Automatic Penalty Parameter Selection by Residual Whiteness Principle (RWP) and GCV for Full Waveform Inversion
Kamal Aghazade, Toktam Zand, Ali Gholami
TL;DR
The paper tackles penalty-parameter selection in full-waveform inversion by integrating Residual Whiteness Principle (RWP) and Robust Generalized Cross-Validation (RGCV) within a dual-space Augmented Lagrangian framework. This combination enables automatic, data-driven updates of the penalty parameter $\mu$ with negligible per-iteration cost, thanks to a fixed background operator and a single LU factorization per frequency. Across acoustic and elastic FWI experiments with white and colored noise, RWP demonstrates strong noise robustness and near-optimal parameter choices, while Dual-AL delivers substantial computational speedups over traditional reduced/penalty formulations. The work offers a practical, scalable solution for large-scale seismic inversion, reducing manual tuning and improving reconstruction quality under realistic noise conditions.
Abstract
Full-waveform inversion (FWI) is a powerful seismic imaging technique used to estimate high-resolution physical properties of subsurface structures by minimizing the misfit between observed and modeled seismic data. FWI is inherently a highly non-linear and ill-posed inverse problem. Extended-source approaches, such as the augmented Lagrangian (AL) method, are employed to improve solution convexity and robustness. A key component of this formulation is the penalty parameter, which controls the trade-off between data fitting and satisfaction of the wave-equation constraint, strongly influencing convergence in the presence of noise. The main challenge lies in selecting the penalty parameter.

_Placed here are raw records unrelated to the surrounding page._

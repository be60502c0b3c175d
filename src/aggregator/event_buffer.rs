//! Event buffer with bounded newest-first retention
//!
//! This module provides the EventBuffer which stores the most recent log events
//! up to a fixed capacity and owns the aggregate counters derived from them.

use crate::events::{EventDraft, EventId, Level, LogEvent};
use chrono::Utc;
use serde::{Deserialize, Serialize};
use std::collections::VecDeque;

/// Default number of events retained by the buffer
pub const DEFAULT_CAPACITY: usize = 100;

/// Aggregate counters for everything the buffer has ever seen
///
/// Counters only grow. Derived figures such as the health percentage are
/// computed on read and never stored.
#[derive(Debug, Clone, Copy, Default, Serialize, Deserialize, PartialEq, Eq)]
pub struct AggregateStats {
    /// Events ever ingested, including remediation records
    pub total_events: u64,
    /// ERROR-level events ever ingested
    pub error_count: u64,
    /// Remediations committed through `apply_fix`
    pub remediation_count: u64,
}

impl AggregateStats {
    /// Events ingested at INFO or WARN level
    pub fn non_error_count(&self) -> u64 {
        self.total_events - self.error_count
    }

    /// Share of non-error events as a percentage (0-100)
    ///
    /// An empty history counts as fully healthy.
    pub fn health_percent(&self) -> f64 {
        if self.total_events == 0 {
            return 100.0;
        }
        self.non_error_count() as f64 / self.total_events as f64 * 100.0
    }
}

/// Consistent copy of the buffer contents and counters
#[derive(Debug, Clone, Serialize, Deserialize, PartialEq)]
pub struct BufferSnapshot {
    /// Retained events, newest first
    pub events: Vec<LogEvent>,
    /// Counters as of the same instant as `events`
    pub stats: AggregateStats,
}

/// Bounded, ordered store of ingested log events
///
/// New events go to the front; once `capacity` is exceeded the oldest event
/// is evicted from the back. Eviction is silent and never surfaced to callers.
#[derive(Debug)]
pub struct EventBuffer {
    /// Retained events, newest at the front
    events: VecDeque<LogEvent>,
    /// Maximum number of retained events
    capacity: usize,
    /// Counters over the whole ingestion history
    stats: AggregateStats,
    /// Next identity to assign
    next_id: u64,
}

impl EventBuffer {
    /// Create a new EventBuffer retaining at most `capacity` events
    ///
    /// A capacity of zero is raised to one so the newest event is always visible.
    ///
    /// # Examples
    ///
    /// ```
    /// use aegis::aggregator::EventBuffer;
    ///
    /// let buffer = EventBuffer::new(100);
    /// assert!(buffer.is_empty());
    /// ```
    pub fn new(capacity: usize) -> Self {
        let capacity = capacity.max(1);
        Self {
            events: VecDeque::with_capacity(capacity),
            capacity,
            stats: AggregateStats::default(),
            next_id: 1,
        }
    }

    /// Ingest an event from a source
    ///
    /// Assigns identity and timestamp, places the event at the front, evicts
    /// past capacity, and updates the counters in the same step.
    pub fn push(&mut self, draft: EventDraft) -> LogEvent {
        let event = LogEvent {
            id: EventId(self.next_id),
            timestamp: Utc::now(),
            level: draft.level,
            source: draft.source,
            message: draft.message,
        };
        self.next_id += 1;

        self.events.push_front(event.clone());
        self.events.truncate(self.capacity);

        self.stats.total_events += 1;
        if event.level == Level::Error {
            self.stats.error_count += 1;
        }

        event
    }

    /// Count a committed remediation
    pub(crate) fn record_remediation(&mut self) {
        self.stats.remediation_count += 1;
    }

    /// Copy of the retained events and counters
    pub fn snapshot(&self) -> BufferSnapshot {
        BufferSnapshot {
            events: self.events.iter().cloned().collect(),
            stats: self.stats,
        }
    }

    pub fn stats(&self) -> AggregateStats {
        self.stats
    }

    /// Iterate retained events, newest first
    pub fn iter(&self) -> impl Iterator<Item = &LogEvent> {
        self.events.iter()
    }

    /// Most recently ingested event still retained
    pub fn latest(&self) -> Option<&LogEvent> {
        self.events.front()
    }

    pub fn len(&self) -> usize {
        self.events.len()
    }

    pub fn is_empty(&self) -> bool {
        self.events.is_empty()
    }

    pub fn capacity(&self) -> usize {
        self.capacity
    }
}

impl Default for EventBuffer {
    fn default() -> Self {
        Self::new(DEFAULT_CAPACITY)
    }
}
/// Human-gated remediation of analyzed faults
pub mod handler;

pub use handler::{RemediationHandler, REMEDIATION_SOURCE};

Traditional strategies such as the Discrepancy Principle (DP) require an accurate estimate of the noise level, which is often unknown or poorly characterized. Moreover, trial-and-error tuning requires repeatedly solving the inverse problem, making it computationally expensive. To overcome these limitations and develop a parameter-free, computationally efficient extended-source FWI algorithm, we integrate two data-driven parameter-selection strategies--the Residual Whiteness Principle (RWP) and a stable variant of Generalized Cross-Validation (RGCV)--within a multiplier-oriented AL framework. Specifically, we adopt a dual-space AL formulation, which allows the background wave-equation operator to remain fixed and requires only a single LU factorization per frequency, significantly improving efficiency. This design enables dynamic adjustment of the parameter at negligible cost during iterations, making the algorithm scalable for large-scale applications. Numerical experiments on acoustic and elastic FWI with white and colored noise show that, combined with the dual-space formulation, RWP provides strong noise robustness, resulting in a reliable automated solution for large-scale seismic inversion.